I felt surprised and somewhat insulted.  “If I duct tape the drawers again it will last for a while,” I said defensively. “It was my roommate John’s.”

“Ahhh,” she said knowingly. “It was John’s. Now we’re getting somewhere. Tell us about John.”

“John was my roommate for ten years or so,” I said. “We went to high school together. He’s a good friend … or was. He married a woman who I don’t think likes me, so I don’t see him much anymore.” This reasoning sounded lame even to me, and I looked around the room for support.

Everyone was looking at Yarrow, who was making the blah-blah-blah gesture with her fingers, like a yapping Bugs Bunny shadow puppet. “You see?” she said to the class. “This has nothing to do with the dresser. It’s John she’s holding on to. All of this clutter is about emotional attachments. It’s not about the stuff, it’s about emotional attachments.”

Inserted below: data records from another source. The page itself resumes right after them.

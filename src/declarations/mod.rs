//! Declaration-node interface consumed by the canonicalization engine.
//!
//! A language front end (see `extractors::java`) turns a parsed source file
//! into a [`CompilationUnit`]: an owned tree of type declarations with their
//! fields, methods and parameters, every type usage already resolved into a
//! [`TypeMirror`]. The engine in `canon` depends on nothing else, so it never
//! sees parser nodes, cursors or callback protocols.

pub mod mirror;

pub use mirror::{ClassName, TypeMirror, WildcardBound};

use serde::{Deserialize, Serialize};
use std::collections::BTreeSet;

/// Per-compilation-unit context.
///
/// Carried explicitly into every extraction call so that nothing reads a
/// package or a file path left behind by a previously processed unit.
#[derive(Debug, Clone, PartialEq, Eq, Default)]
pub struct UnitContext {
    /// Package of the unit; empty for the default package.
    pub package_name: String,
    /// Source path relative to the configured source root, `/`-separated.
    pub source_file_path: String,
}

impl UnitContext {
    pub fn new(package_name: impl Into<String>, source_file_path: impl Into<String>) -> Self {
        Self {
            package_name: package_name.into(),
            source_file_path: source_file_path.into(),
        }
    }
}

/// One parsed source file.
#[derive(Debug, Clone)]
pub struct CompilationUnit {
    pub context: UnitContext,
    /// Top-level class and interface declarations in source order.
    pub types: Vec<TypeDeclaration>,
    /// True when the parser had to recover from syntax errors.
    pub has_syntax_errors: bool,
}

/// Source span of a declaration node. Lines and columns are 1-based; columns
/// count characters and the end column is exclusive.
#[derive(Debug, Clone, Copy, PartialEq, Eq, Default)]
pub struct Span {
    pub begin_line: u32,
    pub begin_column: u32,
    pub end_line: u32,
    pub end_column: u32,
}

/// Class-or-interface tag, decided once by the front end.
#[derive(Debug, Clone, Copy, PartialEq, Eq, Hash, Serialize, Deserialize)]
#[serde(rename_all = "lowercase")]
pub enum TypeKind {
    Class,
    Interface,
}

impl TypeKind {
    pub fn as_str(&self) -> &'static str {
        match self {
            TypeKind::Class => "class",
            TypeKind::Interface => "interface",
        }
    }
}

impl std::fmt::Display for TypeKind {
    fn fmt(&self, f: &mut std::fmt::Formatter<'_>) -> std::fmt::Result {
        f.write_str(self.as_str())
    }
}

/// Effective declaration modifiers.
///
/// Variant order is the canonical Java modifier order; a `BTreeSet<Modifier>`
/// therefore iterates in the order the records are emitted in.
#[derive(Debug, Clone, Copy, PartialEq, Eq, PartialOrd, Ord, Hash)]
pub enum Modifier {
    Public,
    Protected,
    Private,
    Sealed,
    NonSealed,
    Abstract,
    Static,
    Final,
    Synchronized,
    Native,
    Default,
    Strictfp,
    Transient,
    Volatile,
}

impl Modifier {
    /// Name as it appears in emitted records (`PUBLIC`, `NON_SEALED`, ...).
    pub fn name(&self) -> &'static str {
        match self {
            Modifier::Public => "PUBLIC",
            Modifier::Protected => "PROTECTED",
            Modifier::Private => "PRIVATE",
            Modifier::Sealed => "SEALED",
            Modifier::NonSealed => "NON_SEALED",
            Modifier::Abstract => "ABSTRACT",
            Modifier::Static => "STATIC",
            Modifier::Final => "FINAL",
            Modifier::Synchronized => "SYNCHRONIZED",
            Modifier::Native => "NATIVE",
            Modifier::Default => "DEFAULT",
            Modifier::Strictfp => "STRICTFP",
            Modifier::Transient => "TRANSIENT",
            Modifier::Volatile => "VOLATILE",
        }
    }

    /// Parse a source keyword (`public`, `non-sealed`, ...).
    pub fn from_keyword(keyword: &str) -> Option<Self> {
        let modifier = match keyword {
            "public" => Modifier::Public,
            "protected" => Modifier::Protected,
            "private" => Modifier::Private,
            "sealed" => Modifier::Sealed,
            "non-sealed" => Modifier::NonSealed,
            "abstract" => Modifier::Abstract,
            "static" => Modifier::Static,
            "final" => Modifier::Final,
            "synchronized" => Modifier::Synchronized,
            "native" => Modifier::Native,
            "default" => Modifier::Default,
            "strictfp" => Modifier::Strictfp,
            "transient" => Modifier::Transient,
            "volatile" => Modifier::Volatile,
            _ => return None,
        };
        Some(modifier)
    }
}

/// Effective modifier set; `None` when the front end could not determine one.
pub type ModifierSet = Option<BTreeSet<Modifier>>;

/// A class or interface declaration and everything lexically inside it.
#[derive(Debug, Clone)]
pub struct TypeDeclaration {
    pub simple_name: String,
    /// Fully-qualified canonical name; `None` for local and anonymous types.
    pub canonical_name: Option<String>,
    pub kind: TypeKind,
    pub anonymous: bool,
    pub span: Span,
    pub modifiers: ModifierSet,
    pub fields: Vec<FieldDeclaration>,
    pub methods: Vec<MethodDeclaration>,
    /// Types listed in the `extends` clause, in source order.
    pub extends: Vec<TypeMirror>,
    /// Types listed in the `implements` clause, in source order.
    pub implements: Vec<TypeMirror>,
    /// Nested declarations (member and local), in source order.
    pub nested: Vec<TypeDeclaration>,
}

/// One field declaration statement; it may declare several variables.
#[derive(Debug, Clone)]
pub struct FieldDeclaration {
    pub span: Span,
    pub modifiers: ModifierSet,
    /// Compiler-inserted field; never extracted.
    pub synthetic: bool,
    pub variables: Vec<VariableDeclarator>,
}

/// A single declared identifier of a field statement.
#[derive(Debug, Clone)]
pub struct VariableDeclarator {
    pub name: String,
    /// Resolved type, including any declarator-level array dimensions.
    pub type_mirror: TypeMirror,
    pub span: Span,
}

#[derive(Debug, Clone)]
pub struct MethodDeclaration {
    pub name: String,
    pub return_type: TypeMirror,
    pub span: Span,
    pub modifiers: ModifierSet,
    /// Statically known to override a supertype method.
    pub overrides: bool,
    pub parameters: Vec<ParameterDeclaration>,
}

#[derive(Debug, Clone)]
pub struct ParameterDeclaration {
    pub name: String,
    pub type_mirror: TypeMirror,
    /// Span of the parameter's declarator identifier.
    pub span: Span,
    pub modifiers: ModifierSet,
}

impl TypeDeclaration {
    /// Depth-first count of this declaration and all nested ones.
    pub fn declaration_count(&self) -> usize {
        1 + self
            .nested
            .iter()
            .map(TypeDeclaration::declaration_count)
            .sum::<usize>()
    }
}

impl CompilationUnit {
    /// Number of class/interface declarations the unit will emit.
    pub fn declaration_count(&self) -> usize {
        self.types.iter().map(TypeDeclaration::declaration_count).sum()
    }
}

Oh. I guess maybe I knew that at some level.

I do know I’m weighed down with a bunch of stuff I don’t want or need.  A brown dresser becomes a fear of abandonment. A faded patchwork skirt embodies a five-year relationship (he had the skirt made for me) and reminds me I’m past the age when I might give birth to the daughter I once planned to give it to. A white ceramic cat that looks like a giant blob of marshmallow crème with a garland of roses stuck in it represents the loss of my mother – she gave it to me, after all; I can’t very well just get rid of it.

Obviously, this is going to be a long journey. An emotional and spiritual expedition with lightness and freedom at the end of it. I hope that writing it down will ensure that this inner and outer de-cluttering becomes a healing process. I’m ready. If you’re a packrat, or if you just like to marvel at the messes people make, you’re welcome to join me. I hope you enjoyed your summer.